Иоганн Вольфганг фон Гёте: место
к 275-летию со дня рождения
Гений: иметь или быть
Звезда Гёте, счастье Гёте, гений Гёте – те образы, которые будут помнить, пока помнят самого Гёте. Само слово «гений», которое долгое время означало просто «дух-покровитель», некоторое начало, положительно влияющее на творчество, именно в случае Гёте стало употребляться как звание, как звезда, непосредственно осенившая своего владельца и ставшая частью его бытия. При жизни Гёте в немецком языке происходит серьезный поворот: если в середине XVIII века все говорили только «иметь гений», то с начала XIX века, с эпохи Наполеона и Байрона, говорят только «быть гением». За этим изменением глагола – эпохальные сдвиги и вся жизнь культуры.
«Иметь гения» – это вдохновляться, находить в себе что-то существенное для работы, что ускоряет дело. Слишком короток век и слишком долго нужно учиться искусству, ars longa, vita brevis est, как говорит Мефистофель Фаусту вслед за Сенекой. Гений, которого ты «имеешь», – это как бы живая шпаргалка, помогающая быстрее учиться и быстрее стать профессионалом в деле.
Но заметим, что Фауст говорит о другом искусстве, не о медицинском, как Сенека, которому слишком долго учатся, – но об искусстве жить, об искусстве познать всю радость и все горе мира. Так Гёте не просто открывал эпоху романтизма, но обозначил ее пределы – романтический роман, вмещающий в себя всю жизнь с ее страстями, не просто не будет закончен, не просто останется с открытым финалом. Этот роман окажется несоизмерим ни с жизнью автора, ни с жизнью читателя, всегда вмещая в себя слишком болезненные желания и слишком порывистые стремления. Его ткань никогда не сойдется по всем швам.
А вот «быть гением» – это уже метафорическое выражение начала XIX века, наподобие «быть совестью нации» или «быть честью страны». С одной стороны, оно имеет в виду, что государство или нация начинает рассматриваться как произведение искусства, как некоторая гармония, которую устанавливают институты, начиная с института монархии, и одновременно как инстанция вкуса к общественному действию всех его граждан. Здесь идеи Канта об инстанции вкуса как суждения слились с общим прогрессом симфонической музыки – Йозеф Гайдн, получивший право продавать свои партитуры, стал писать вместо опер симфонии.
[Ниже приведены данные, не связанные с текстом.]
use models_bloodsuite::notification::NotificationRow;
use sqlx::PgPool;

/// Newest notifications are capped so the bell menu stays bounded.
const NOTIFICATION_PAGE_LIMIT: i64 = 50;

/// A user's notifications, newest first.
#[tracing::instrument(skip(db))]
pub async fn list_notifications(
    db: &PgPool,
    user_id: i32,
    unread_only: bool,
) -> anyhow::Result<Vec<NotificationRow>> {
    let mut query_builder =
        sqlx::QueryBuilder::new("SELECT * FROM notifications WHERE user_id = ");
    query_builder.push_bind(user_id);

    if unread_only {
        query_builder.push(" AND is_read = FALSE");
    }

    query_builder.push(" ORDER BY created_at DESC LIMIT ");
    query_builder.push_bind(NOTIFICATION_PAGE_LIMIT);

    let notifications = query_builder
        .build_query_as::<NotificationRow>()
        .fetch_all(db)
        .await?;

    Ok(notifications)
}

#[tracing::instrument(skip(db))]
pub async fn unread_count(db: &PgPool, user_id: i32) -> anyhow::Result<i64> {
    let count: i64 = sqlx::query_scalar(
        "SELECT COUNT(*) FROM notifications WHERE user_id = $1 AND is_read = FALSE",
    )
    .bind(user_id)
    .fetch_one(db)
    .await?;

    Ok(count)
}
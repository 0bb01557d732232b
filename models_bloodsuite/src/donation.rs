use chrono::{DateTime, NaiveDate, Utc};
use serde::{Deserialize, Serialize};
use utoipa::ToSchema;

/// A `donations` row.
#[derive(Debug, Clone, Serialize, ToSchema, sqlx::FromRow)]
pub struct DonationRow {
    pub id: i32,
    pub donor_id: i32,
    pub hospital_id: Option<i32>,
    pub donation_date: NaiveDate,
    pub volume_ml: i32,
    pub notes: Option<String>,
    pub created_at: DateTime<Utc>,
}

/// A donation joined with the name of the hospital it was given at.
#[derive(Debug, Clone, Serialize, ToSchema, sqlx::FromRow)]
pub struct DonationWithHospital {
    pub id: i32,
    pub donor_id: i32,
    pub hospital_id: Option<i32>,
    pub donation_date: NaiveDate,
    pub volume_ml: i32,
    pub notes: Option<String>,
    pub created_at: DateTime<Utc>,
    pub hospital_name: Option<String>,
}

#[derive(Debug, Clone, Deserialize, ToSchema)]
#[serde(rename_all = "camelCase")]
pub struct CreateDonationRequest {
    pub donor_id: i32,
    pub hospital_id: Option<i32>,
    pub donation_date: NaiveDate,
    /// defaults to a standard 450ml unit
    pub volume_ml: Option<i32>,
    pub notes: Option<String>,
}
use crate::donor::DonorRow;
use crate::types::{BloodType, Role};
use chrono::{DateTime, Utc};
use serde::{Deserialize, Serialize};
use utoipa::ToSchema;

/// A full `users` row. The password hash never leaves the service.
#[derive(Debug, Clone, Serialize, ToSchema, sqlx::FromRow)]
pub struct User {
    pub id: i32,
    pub email: String,
    #[serde(skip_serializing)]
    pub password_hash: String,
    pub role: String,
    pub first_name: Option<String>,
    pub last_name: Option<String>,
    pub phone: Option<String>,
    pub is_active: bool,
    pub created_at: DateTime<Utc>,
    pub updated_at: DateTime<Utc>,
}

/// The slice of a user returned from register/login responses.
#[derive(Debug, Clone, Serialize, Deserialize, ToSchema)]
pub struct PublicUser {
    pub id: i32,
    pub email: String,
    pub role: String,
    pub first_name: Option<String>,
    pub last_name: Option<String>,
}

impl From<User> for PublicUser {
    fn from(user: User) -> Self {
        PublicUser {
            id: user.id,
            email: user.email,
            role: user.role,
            first_name: user.first_name,
            last_name: user.last_name,
        }
    }
}

/// Identity attached to the request by the jwt middleware.
#[derive(Debug, Clone)]
pub struct UserContext {
    pub user_id: i32,
    pub email: String,
    pub role: Role,
}

#[derive(Debug, Clone, Deserialize, ToSchema)]
#[serde(rename_all = "camelCase")]
pub struct RegisterRequest {
    pub email: String,
    pub password: String,
    /// defaults to donor when omitted
    pub role: Option<Role>,
    pub first_name: Option<String>,
    pub last_name: Option<String>,
    pub phone: Option<String>,
    /// when registering as a donor, creates the linked donor profile
    pub blood_type: Option<BloodType>,
    pub district: Option<String>,
}

#[derive(Debug, Clone, Deserialize, ToSchema)]
pub struct LoginRequest {
    pub email: String,
    pub password: String,
}

#[derive(Debug, Serialize, Deserialize, ToSchema)]
pub struct AuthResponse {
    pub user: PublicUser,
    pub token: String,
}

/// Response body for `/api/auth/me`; donors carry their profile inline.
#[derive(Debug, Serialize, ToSchema)]
pub struct MeResponse {
    pub id: i32,
    pub email: String,
    pub role: String,
    pub first_name: Option<String>,
    pub last_name: Option<String>,
    pub phone: Option<String>,
    #[serde(skip_serializing_if = "Option::is_none")]
    pub donor: Option<DonorRow>,
}
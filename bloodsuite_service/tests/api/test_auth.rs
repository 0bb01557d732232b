use crate::common;
use axum::http::StatusCode;
use axum_test::TestServer;
use serde_json::json;
use sqlx::PgPool;

#[sqlx::test(migrations = "../bloodsuite_db_client/migrations")]
async fn test_register_donor_links_profile_and_token_works(pool: PgPool) -> anyhow::Result<()> {
    let server = TestServer::new(common::create_test_app(pool.clone())).unwrap();

    let response = server
        .post("/api/auth/register")
        .json(&json!({
            "email": "a@x.com",
            "password": "pw",
            "role": "donor",
            "bloodType": "O+",
            "district": "Maseru",
        }))
        .await;

    response.assert_status(StatusCode::CREATED);
    let body: serde_json::Value = response.json();
    assert_eq!(body["user"]["email"], "a@x.com");
    assert_eq!(body["user"]["role"], "donor");
    assert!(body["user"].get("password_hash").is_none());

    let user_id = body["user"]["id"].as_i64().unwrap() as i32;
    let blood_type: String =
        sqlx::query_scalar("SELECT blood_type FROM donors WHERE user_id = $1")
            .bind(user_id)
            .fetch_one(&pool)
            .await?;
    assert_eq!(blood_type, "O+");

    // the returned token is immediately usable
    let token = body["token"].as_str().unwrap();
    let me = server
        .get("/api/auth/me")
        .authorization_bearer(token)
        .await;
    me.assert_status_ok();

    let me_body: serde_json::Value = me.json();
    assert_eq!(me_body["email"], "a@x.com");
    assert_eq!(me_body["donor"]["blood_type"], "O+");
    assert_eq!(me_body["donor"]["district"], "Maseru");

    Ok(())
}

#[sqlx::test(migrations = "../bloodsuite_db_client/migrations")]
async fn test_duplicate_email_creates_no_row(pool: PgPool) -> anyhow::Result<()> {
    let server = TestServer::new(common::create_test_app(pool.clone())).unwrap();

    let body = common::donor_register_body("dup@x.com", "A+", "Berea");
    server
        .post("/api/auth/register")
        .json(&body)
        .await
        .assert_status(StatusCode::CREATED);

    let before: i64 = sqlx::query_scalar("SELECT COUNT(*) FROM users")
        .fetch_one(&pool)
        .await?;

    let response = server.post("/api/auth/register").json(&body).await;
    response.assert_status_bad_request();
    let error: serde_json::Value = response.json();
    assert_eq!(error["error"], "Email already registered");

    let after: i64 = sqlx::query_scalar("SELECT COUNT(*) FROM users")
        .fetch_one(&pool)
        .await?;
    assert_eq!(before, after);

    Ok(())
}

#[sqlx::test(migrations = "../bloodsuite_db_client/migrations")]
async fn test_login_failures_are_indistinguishable(pool: PgPool) -> anyhow::Result<()> {
    let server = TestServer::new(common::create_test_app(pool)).unwrap();

    server
        .post("/api/auth/register")
        .json(&common::donor_register_body("known@x.com", "B+", "Leribe"))
        .await
        .assert_status(StatusCode::CREATED);

    let wrong_password = server
        .post("/api/auth/login")
        .json(&json!({"email": "known@x.com", "password": "not-the-password"}))
        .await;
    let unknown_email = server
        .post("/api/auth/login")
        .json(&json!({"email": "nobody@x.com", "password": "whatever"}))
        .await;

    wrong_password.assert_status_unauthorized();
    unknown_email.assert_status_unauthorized();

    // account existence must not leak through the body
    assert_eq!(wrong_password.text(), unknown_email.text());

    Ok(())
}

#[sqlx::test(
    migrations = "../bloodsuite_db_client/migrations",
    fixtures(path = "../../../bloodsuite_db_client/fixtures", scripts("seed"))
)]
async fn test_inactive_account_cannot_login(pool: PgPool) -> anyhow::Result<()> {
    let server = TestServer::new(common::create_test_app(pool)).unwrap();

    let response = server
        .post("/api/auth/login")
        .json(&json!({"email": "oneg.inactive@bloodsuite.org", "password": "anything"}))
        .await;

    response.assert_status_unauthorized();
    let body: serde_json::Value = response.json();
    assert_eq!(body["error"], "Invalid credentials");

    Ok(())
}

#[sqlx::test(migrations = "../bloodsuite_db_client/migrations")]
async fn test_login_roundtrip(pool: PgPool) -> anyhow::Result<()> {
    let server = TestServer::new(common::create_test_app(pool)).unwrap();

    server
        .post("/api/auth/register")
        .json(&common::donor_register_body("round@x.com", "AB+", "Quthing"))
        .await
        .assert_status(StatusCode::CREATED);

    let response = server
        .post("/api/auth/login")
        .json(&json!({"email": "round@x.com", "password": "pw123456"}))
        .await;

    response.assert_status_ok();
    let body: serde_json::Value = response.json();
    assert_eq!(body["user"]["email"], "round@x.com");
    assert!(body["token"].as_str().is_some());

    Ok(())
}

#[sqlx::test(migrations = "../bloodsuite_db_client/migrations")]
async fn test_missing_fields_are_rejected(pool: PgPool) -> anyhow::Result<()> {
    let server = TestServer::new(common::create_test_app(pool)).unwrap();

    let response = server
        .post("/api/auth/register")
        .json(&json!({"email": "  ", "password": ""}))
        .await;

    response.assert_status_bad_request();

    Ok(())
}
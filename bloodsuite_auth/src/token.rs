use crate::constant::ACCESS_TOKEN_TTL_SECONDS;
use crate::error::AuthError;
use anyhow::Context;
use jsonwebtoken::{decode, encode, Algorithm, DecodingKey, EncodingKey, Header, Validation};
use models_bloodsuite::Role;

/// Key material for signing and verifying access tokens.
#[derive(Clone)]
pub struct JwtKeys {
    secret: String,
}

impl JwtKeys {
    pub fn new(secret: impl Into<String>) -> Self {
        JwtKeys {
            secret: secret.into(),
        }
    }
}

#[derive(serde::Serialize, serde::Deserialize, Eq, PartialEq, Debug, Clone)]
pub struct AccessClaims {
    /// The id of the user the token was issued to
    pub sub: i32,
    /// The email of the user
    pub email: String,
    /// The role the user acts under; route gates check against this
    pub role: Role,
    /// The issue time of the token
    pub iat: i64,
    /// The expiration time of the token
    pub exp: i64,
}

/// Signs a token for a freshly registered or logged-in user.
pub fn issue_access_token(
    user_id: i32,
    email: &str,
    role: Role,
    keys: &JwtKeys,
) -> Result<String, AuthError> {
    let now = chrono::Utc::now().timestamp();
    let claims = AccessClaims {
        sub: user_id,
        email: email.to_string(),
        role,
        iat: now,
        exp: now + ACCESS_TOKEN_TTL_SECONDS,
    };

    let token = encode(
        &Header::new(Algorithm::HS256),
        &claims,
        &EncodingKey::from_secret(keys.secret.as_bytes()),
    )
    .context("unable to sign access token")?;

    Ok(token)
}

/// Verifies a bearer token and returns its claims.
pub fn validate_access_token(token: &str, keys: &JwtKeys) -> Result<AccessClaims, AuthError> {
    let mut validation = Validation::new(Algorithm::HS256);
    validation.leeway = 0;

    // Attempt to decode the token.
    let decoded = match decode::<AccessClaims>(
        token,
        &DecodingKey::from_secret(keys.secret.as_bytes()),
        &validation,
    ) {
        Ok(decoded) => decoded.claims,
        Err(e) => match e.kind() {
            jsonwebtoken::errors::ErrorKind::ExpiredSignature => {
                return Err(AuthError::JwtExpired);
            }
            _ => {
                return Err(AuthError::JwtValidationFailed {
                    details: e.to_string(),
                });
            }
        },
    };

    Ok(decoded)
}

#[cfg(test)]
mod tests {
    use super::*;

    fn create_test_jwt(user_id: i32, role: Role, secret: &str, exp_offset: i64) -> String {
        let now = chrono::Utc::now().timestamp();
        let claims = AccessClaims {
            sub: user_id,
            email: "test@bloodsuite.org".to_string(),
            role,
            iat: now,
            exp: now + exp_offset,
        };

        encode(
            &Header::new(Algorithm::HS256),
            &claims,
            &EncodingKey::from_secret(secret.as_bytes()),
        )
        .expect("Failed to create test JWT")
    }

    #[test]
    fn test_issue_and_validate_roundtrip() -> anyhow::Result<()> {
        let keys = JwtKeys::new("super_secret_key");

        let token = issue_access_token(7, "donor@bloodsuite.org", Role::Donor, &keys)?;
        let claims = validate_access_token(&token, &keys)?;

        assert_eq!(claims.sub, 7);
        assert_eq!(claims.email, "donor@bloodsuite.org");
        assert_eq!(claims.role, Role::Donor);
        assert!(claims.exp - claims.iat == ACCESS_TOKEN_TTL_SECONDS);

        Ok(())
    }

    #[test]
    fn test_validate_rejects_wrong_secret() {
        let keys = JwtKeys::new("super_secret_key");
        let token = create_test_jwt(1, Role::Admin, "a_different_secret", 3600);

        let err = validate_access_token(&token, &keys).unwrap_err();
        assert!(matches!(err, AuthError::JwtValidationFailed { .. }));
    }

    #[test]
    fn test_validate_rejects_expired_token() {
        let keys = JwtKeys::new("super_secret_key");
        let token = create_test_jwt(1, Role::Hospital, "super_secret_key", -10_000);

        let err = validate_access_token(&token, &keys).unwrap_err();
        assert_eq!(err.to_string(), "jwt is expired");
    }

    #[test]
    fn test_validate_rejects_garbage() {
        let keys = JwtKeys::new("super_secret_key");

        let err = validate_access_token("not.a.jwt", &keys).unwrap_err();
        assert!(matches!(err, AuthError::JwtValidationFailed { .. }));
    }
}
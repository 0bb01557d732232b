use anyhow::Context;
use bloodsuite_service::api::{self, context::ApiContext};
use bloodsuite_service::config::{Config, Environment};
use sqlx::postgres::PgPoolOptions;
use tracing_subscriber::EnvFilter;

#[tokio::main]
async fn main() -> anyhow::Result<()> {
    dotenv::dotenv().ok();

    let env = Environment::new_or_prod();
    init_tracing(env);

    // Parse our configuration from the environment.
    let config = Config::from_env().context("expected to be able to generate config")?;

    tracing::trace!("initialized config");

    let (min_connections, max_connections): (u32, u32) = match config.environment {
        Environment::Production => (5, 50),
        Environment::Develop => (1, 10),
        Environment::Local => (1, 10),
    };

    let db = PgPoolOptions::new()
        .min_connections(min_connections)
        .max_connections(max_connections)
        .connect(&config.database_url)
        .await
        .context("could not connect to db")?;

    tracing::trace!(
        min_connections,
        max_connections,
        "initialized db connection"
    );

    sqlx::migrate!("../bloodsuite_db_client/migrations")
        .run(&db)
        .await
        .context("could not run migrations")?;

    let api_context = ApiContext::init(db, config);

    api::setup_and_serve(api_context).await?;
    Ok(())
}

fn init_tracing(env: Environment) {
    match env {
        Environment::Local => {
            tracing_subscriber::fmt()
                .with_ansi(true)
                .with_env_filter(EnvFilter::from_default_env())
                .with_file(true)
                .with_line_number(true)
                .pretty()
                .init();
        }
        Environment::Production | Environment::Develop => {
            tracing_subscriber::fmt()
                .with_ansi(false)
                .with_env_filter(EnvFilter::from_default_env())
                .with_file(true)
                .with_line_number(true)
                .json()
                .with_current_span(true)
                .with_span_list(false)
                .flatten_event(true)
                .init();
        }
    }
}
#[derive(thiserror::Error, Debug, serde::Serialize)]
#[serde(tag = "type")]
pub enum AuthError {
    #[error("invalid Authorization header format")]
    InvalidAuthorizationHeaderFormat,
    #[error("no access token provided")]
    NoAccessTokenProvided,
    #[error("jwt validation failed: {details}")]
    JwtValidationFailed { details: String },
    #[error("jwt is expired")]
    JwtExpired,
    #[error("an unknown error occurred")]
    Generic(GenericErrorResponse),
}

#[derive(serde::Serialize, Debug)]
pub struct GenericErrorResponse {
    pub message: String,
}

impl From<anyhow::Error> for GenericErrorResponse {
    fn from(err: anyhow::Error) -> Self {
        Self {
            message: err.to_string(),
        }
    }
}

impl From<anyhow::Error> for AuthError {
    fn from(err: anyhow::Error) -> Self {
        AuthError::Generic(GenericErrorResponse::from(err))
    }
}
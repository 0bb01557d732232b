use crate::api::context::ApiContext;
use crate::api::error::ApiError;
use axum::{extract::State, http::StatusCode, routing::post, Json, Router};
use bloodsuite_db_client::donation;
use models_bloodsuite::donation::{CreateDonationRequest, DonationRow};
use models_bloodsuite::response::ErrorResponse;
use models_bloodsuite::Role;

const DONATION_WRITE_ROLES: &[Role] = &[Role::Hospital, Role::BloodBank, Role::Admin];

pub fn router() -> Router<ApiContext> {
    Router::new()
        .route("/", post(create_donation))
        .route_layer(axum::middleware::from_fn_with_state(
            DONATION_WRITE_ROLES,
            bloodsuite_middleware::auth::require_roles::handler,
        ))
}

/// Records a completed donation and advances the donor's last-donation date.
#[utoipa::path(
    post,
    path = "/api/donations",
    request_body = CreateDonationRequest,
    responses(
        (status = 201, body = DonationRow),
        (status = 403, body = ErrorResponse),
        (status = 404, body = ErrorResponse),
    ),
    security(("bearer" = [])),
    tag = "donations"
)]
#[tracing::instrument(skip(ctx, request), fields(donor_id=%request.donor_id))]
pub async fn create_donation(
    State(ctx): State<ApiContext>,
    Json(request): Json<CreateDonationRequest>,
) -> Result<(StatusCode, Json<DonationRow>), ApiError> {
    let donation = donation::create::create_donation(&ctx.db, &request)
        .await?
        .ok_or(ApiError::NotFound("Donor"))?;

    Ok((StatusCode::CREATED, Json(donation)))
}
use crate::constant::PASSWORD_HASH_COST;
use anyhow::Context;

/// Hashes a plaintext password for storage on the user row.
pub fn hash_password(password: &str) -> anyhow::Result<String> {
    bcrypt::hash(password, PASSWORD_HASH_COST).context("unable to hash password")
}

/// Checks a login attempt against the stored hash.
pub fn verify_password(password: &str, password_hash: &str) -> anyhow::Result<bool> {
    bcrypt::verify(password, password_hash).context("unable to verify password")
}
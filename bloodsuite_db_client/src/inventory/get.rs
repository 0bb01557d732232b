use models_bloodsuite::inventory::{InventoryFilter, InventoryUnitWithHospital};
use sqlx::PgPool;

const UNIT_WITH_HOSPITAL_COLUMNS: &str = "bi.id, bi.hospital_id, bi.blood_type, \
     bi.unit_number, bi.collection_date, bi.expiry_date, bi.volume_ml, bi.status, \
     bi.storage_location, bi.created_at, bi.updated_at, h.name AS hospital_name";

/// Lists inventory units, soonest expiry first, ANDing any supplied filters.
#[tracing::instrument(skip(db))]
pub async fn list_inventory(
    db: &PgPool,
    filter: &InventoryFilter,
) -> anyhow::Result<Vec<InventoryUnitWithHospital>> {
    let mut query_builder = sqlx::QueryBuilder::new(format!(
        "SELECT {UNIT_WITH_HOSPITAL_COLUMNS} \
         FROM blood_inventory bi JOIN hospitals h ON bi.hospital_id = h.id"
    ));

    if filter.blood_type.is_some() || filter.status.is_some() || filter.hospital_id.is_some() {
        query_builder.push(" WHERE ");
    }

    let mut first_condition = true;

    if let Some(blood_type) = &filter.blood_type {
        query_builder.push("bi.blood_type = ").push_bind(blood_type);
        first_condition = false;
    }
    if let Some(status) = filter.status {
        if !first_condition {
            query_builder.push(" AND ");
        }
        query_builder.push("bi.status = ").push_bind(status.as_str());
        first_condition = false;
    }
    if let Some(hospital_id) = filter.hospital_id {
        if !first_condition {
            query_builder.push(" AND ");
        }
        query_builder.push("bi.hospital_id = ").push_bind(hospital_id);
    }

    query_builder.push(" ORDER BY bi.expiry_date ASC");

    let units = query_builder
        .build_query_as::<InventoryUnitWithHospital>()
        .fetch_all(db)
        .await?;

    Ok(units)
}

/// Available units whose expiry date falls within the next `days` days.
#[tracing::instrument(skip(db))]
pub async fn expiring_units(
    db: &PgPool,
    days: i32,
) -> anyhow::Result<Vec<InventoryUnitWithHospital>> {
    let units = sqlx::query_as::<_, InventoryUnitWithHospital>(&format!(
        "SELECT {UNIT_WITH_HOSPITAL_COLUMNS} \
         FROM blood_inventory bi JOIN hospitals h ON bi.hospital_id = h.id \
         WHERE bi.expiry_date <= CURRENT_DATE + $1 AND bi.status = 'available' \
         ORDER BY bi.expiry_date ASC"
    ))
    .bind(days)
    .fetch_all(db)
    .await?;

    Ok(units)
}
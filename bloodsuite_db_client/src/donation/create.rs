use crate::inventory::create::DEFAULT_UNIT_VOLUME_ML;
use models_bloodsuite::donation::{CreateDonationRequest, DonationRow};
use sqlx::PgPool;

/// Records a donation and advances the donor's last-donation date, in one
/// transaction. Returns None when the donor does not exist.
#[tracing::instrument(skip(db, request), fields(donor_id=%request.donor_id))]
pub async fn create_donation(
    db: &PgPool,
    request: &CreateDonationRequest,
) -> anyhow::Result<Option<DonationRow>> {
    let mut transaction = db.begin().await?;

    let donor_id: Option<i32> = sqlx::query_scalar("SELECT id FROM donors WHERE id = $1")
        .bind(request.donor_id)
        .fetch_optional(transaction.as_mut())
        .await?;

    if donor_id.is_none() {
        return Ok(None);
    }

    let donation = sqlx::query_as::<_, DonationRow>(
        r#"
        INSERT INTO donations (donor_id, hospital_id, donation_date, volume_ml, notes)
        VALUES ($1, $2, $3, $4, $5)
        RETURNING *
        "#,
    )
    .bind(request.donor_id)
    .bind(request.hospital_id)
    .bind(request.donation_date)
    .bind(request.volume_ml.unwrap_or(DEFAULT_UNIT_VOLUME_ML))
    .bind(&request.notes)
    .fetch_one(transaction.as_mut())
    .await?;

    sqlx::query(
        r#"
        UPDATE donors
        SET last_donation_date = GREATEST(COALESCE(last_donation_date, $2), $2),
            updated_at = NOW()
        WHERE id = $1
        "#,
    )
    .bind(request.donor_id)
    .bind(request.donation_date)
    .execute(transaction.as_mut())
    .await?;

    transaction.commit().await?;

    Ok(Some(donation))
}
Если опера представляла монарха как главного героя, как символический центр действия, устремленного к цели, то в симфонии, входившей в свободный оборот, целеполагание всякий раз должно было учреждаться, дирижироваться, направляться на протяжении всего исполнения.
Дирижер оказывался повелителем инструментов и исполнителей как живых инструментов, а значит, появлялось представление о гармонии не просто как о музыковедческой дисциплине, а как о создании правильной и благополучной для всех композиции здесь и сейчас. Дирижер и есть такой «гений», создающий благополучие от первой и до последней звучащей ноты, и таким же гением мыслился Наполеон в политике, Байрон в поэзии и массовой культуре новостей – бурная личность, способная своей магнетической магией дотянуться до внимания всех, как дирижер дотягивается незримо до самого дальнего оркестранта.
С другой стороны, это выражение означает появление новой романтической личности, которой Гёте не был, но эту личность ему приписывали и продолжают приписывать. В любой немецкой книге сказано: Гёте – классик. Почти в любой английской, французской, греческой или румынской сказано: Гёте – романтик, или мягче: Гёте – гений эпохи романтизма, решающая фигура для немецкого романтизма, патриарх, чьи идеи и образы были самыми значимыми для романтиков. Но Гёте не мог быть романтической личностью по простой причине: он конструировал литературные реальности, превосходящие его самого.
Как раз романтики и их незамысловатые наследники могли считать «Вильгельма Мейстера» слишком затянутым, а вторую часть «Фауста» – слишком отвлеченной, но именно потому, что романтик всегда больше своих произведений. Произведения для романтика – это документы, снимки, свидетельства великой души, но не то, что созидается долго и при этом созидает душу. Для Гёте создавать романы и стихи значит создавать что-то, что больше, грандиознее, за мечательнее его самого, что продолжает как сочетание слов и образов работать даже тогда, когда исчез прямой повод к созданию произведений.
На этом основана вся поэтическая игра Гёте – часто мимолетное впечатление, почти туристическая оптика и при этом такое сочетание словесных красок, которое не должно выцветать, просто потому, что определяет идентичность жанра. Гёте как элегик не просто создает образцовую элегию – он создает тот элегический колорит, который помогает элегии стать еще более элегичной, и печальнее, и безысходнее, но и полнее, и цельнокованнее.